‹‹Ci porta la lista delle cioccolate, per favore?›› chiedo
alla cameriera, con un sorriso. ‹‹Tu mi tenti!›› scherza M. Ma Pavia è gelida e
nevosa, una tazza di bevanda calda con panna o zabaione può far solo bene. Alla
faccia di tutte le circonvoluzioni mentali sulla “dieta” e la “forma”.
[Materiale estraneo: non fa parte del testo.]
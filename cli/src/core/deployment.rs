use alloy_primitives::Address;
use serde::{ser::SerializeMap, Serialize, Serializer};

use crate::core::{abi::Abi, contracts::ContractName};

/// A deployed contract: its address and, when the artifact could be
/// resolved, its ABI.
#[derive(Clone, Debug, PartialEq)]
pub struct ContractEntry {
    pub address: Address,
    pub abi: Option<Abi>,
}

impl Serialize for ContractEntry {
    fn serialize<S: Serializer>(&self, serializer: S) -> Result<S::Ok, S::Error> {
        #[derive(Serialize)]
        struct Entry<'a> {
            address: String,
            abi: Option<&'a Abi>,
        }

        Entry {
            address: self.address.to_checksum(None),
            abi: self.abi.as_ref(),
        }
        .serialize(serializer)
    }
}

/// The resolved contract configuration of the DAO.
///
/// Built once by [`crate::core::actions::Initialize`] and never mutated
/// afterwards. Every known contract always has an entry.
#[derive(Clone, Debug, PartialEq)]
pub struct Deployment {
    crypto_devs_nft: ContractEntry,
    fake_nft_marketplace: ContractEntry,
    crypto_devs_dao: ContractEntry,
}

impl Deployment {
    pub fn new(
        crypto_devs_nft_abi: Option<Abi>,
        fake_nft_marketplace_abi: Option<Abi>,
        crypto_devs_dao_abi: Option<Abi>,
    ) -> Self {
        let entry = |contract: ContractName, abi| ContractEntry {
            address: contract.address(),
            abi,
        };
        Deployment {
            crypto_devs_nft: entry(ContractName::CryptoDevsNFT, crypto_devs_nft_abi),
            fake_nft_marketplace: entry(
                ContractName::FakeNFTMarketPlace,
                fake_nft_marketplace_abi,
            ),
            crypto_devs_dao: entry(ContractName::CryptoDevsDAO, crypto_devs_dao_abi),
        }
    }

    pub fn entry(&self, contract: ContractName) -> &ContractEntry {
        match contract {
            ContractName::CryptoDevsNFT => &self.crypto_devs_nft,
            ContractName::FakeNFTMarketPlace => &self.fake_nft_marketplace,
            ContractName::CryptoDevsDAO => &self.crypto_devs_dao,
        }
    }

    pub fn abi(&self, contract: ContractName) -> Option<&Abi> {
        self.entry(contract).abi.as_ref()
    }

    pub fn iter(&self) -> impl Iterator<Item = (ContractName, &ContractEntry)> {
        ContractName::ALL
            .into_iter()
            .map(move |contract| (contract, self.entry(contract)))
    }

    /// Contracts whose ABI could not be resolved.
    pub fn missing(&self) -> Vec<ContractName> {
        self.iter()
            .filter(|(_, entry)| entry.abi.is_none())
            .map(|(contract, _)| contract)
            .collect()
    }
}

impl Serialize for Deployment {
    fn serialize<S: Serializer>(&self, serializer: S) -> Result<S::Ok, S::Error> {
        let mut map = serializer.serialize_map(Some(ContractName::ALL.len()))?;
        for (contract, entry) in self.iter() {
            map.serialize_entry(contract.as_str(), entry)?;
        }
        map.end()
    }
}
Rimastico il rancore di Vincenzo Costantino "Cinaski" contro tutte le regole
salutiste che sono, soprattutto, regole. Un perfezionismo che non collima mai
–ovviamente- con la realtà quotidiana.
Quando
arrivano le cioccolate fumanti, io e M. ci buttiamo a rimestare il ricamo
spumoso che le sormonta. Il mio umore è grigio. Non ho fatto altro che parlarle
della mia deconcentrazione negli studi, degli esami prossimi ad arrivare, del
mio bisogno di svolte che è, per ora, poco più d’un “astratto furore”. Lei fa
tanto d’occhi, riducendo i miei malesseri a ciò che, probabilmente, sono
davvero: un’inquietudine passeggera. M. non si complica la vita. La sua
felicità ideale assomiglia a quel cornetto con cappuccino che è la sua
devozione della mattina. La invidierei, se potessi.
Non so
come, il discorso si sposta sugli studi. Lei ha frequentato una facoltà
“scientifica”, come si usa dire in quel lessico balordo che deve, per forza,
costituire poli avversari nel sapere. Balordo è sicuramente per me, che studio
Lettere, ma non disprezzo le “scienze”. Possono essere odiosi gli “scienziati”,
ma le “scienze” mai. Una certa reciprocità, in questo, c’è da parte di M. Dopo
aver faceziato sulla scarsa avvenenza dei compagni di facoltà (la categoria di nerd non è pura metafisica), lascia
fioccare una riflessione. ‹‹Ho calcolato algoritmi per anni; so fare
ragionamenti matematici in più. Ma non posso certo dire che i miei studi mi
abbiano formato come persona… È il sapere umanistico a dare una direzione alla
vita, a conferire una forma mentis. Una
volta, mi è capitato di ascoltare Fabio Fazio intervistare Bill Gates: “È più
importante la scienza o la filosofia?” L’altro ha risposto che con la filosofia
non si cura il cancro. Non ho potuto che dargli ragione, all’epoca. Poi, però,
sono cambiata. Perché la “scienza” va diretta, bisogna sapere che uso farne, se
non la si vuole trasformare in qualcosa di distruttivo.››
Taccio
circa le mie perplessità su Fazio e i suoi pourparler.
Come ho già accennato, trovo praticamente senza senso quel tipo di dualismo
che, pure, continua a funzionare nei talk
show. La “scienza”, poi, non andrebbe mai declinata al singolare. Ma la
semplicità di M. prende tutta la mia concentrazione. Mentre, su Pavia, comincia
a piovere, penso alle sue parole così ovvie, ma così straordinarie in bocca a
una studentessa della sua facoltà. Di solito, gli intellettualoidi del suo ramo
tendono a disprezzare gli “umanisti”. Lei continua a parlare: di Franco
Battiato e di come la meditazione, pur non “produttiva” in senso stretto,
spinga le persone a cambiare mentalità, influendo sui comportamenti che esportano
nella società. Perle d’una mattina al bar.
Io agli alunni dico sempre: "E' ovvio che col solo latino o la sola filosofia non si mangia e che il mondo necessita di professioni tecnico-scientifiche per andare avanti, ma se ho bisogno di un ingegnere che mi progetti un ponte, vorrei anche qualcuno che mi dia il senso del mio attraversarlo". Finché non conoscerò qualcuno lucrezianamente inebriato della pura conoscenza scientifica delle cose del mondo, che mi dimostri che essa davvero zittisce tutti i nostri dolori e i nostri interrogativi, continuerò a credere all'umanesimo.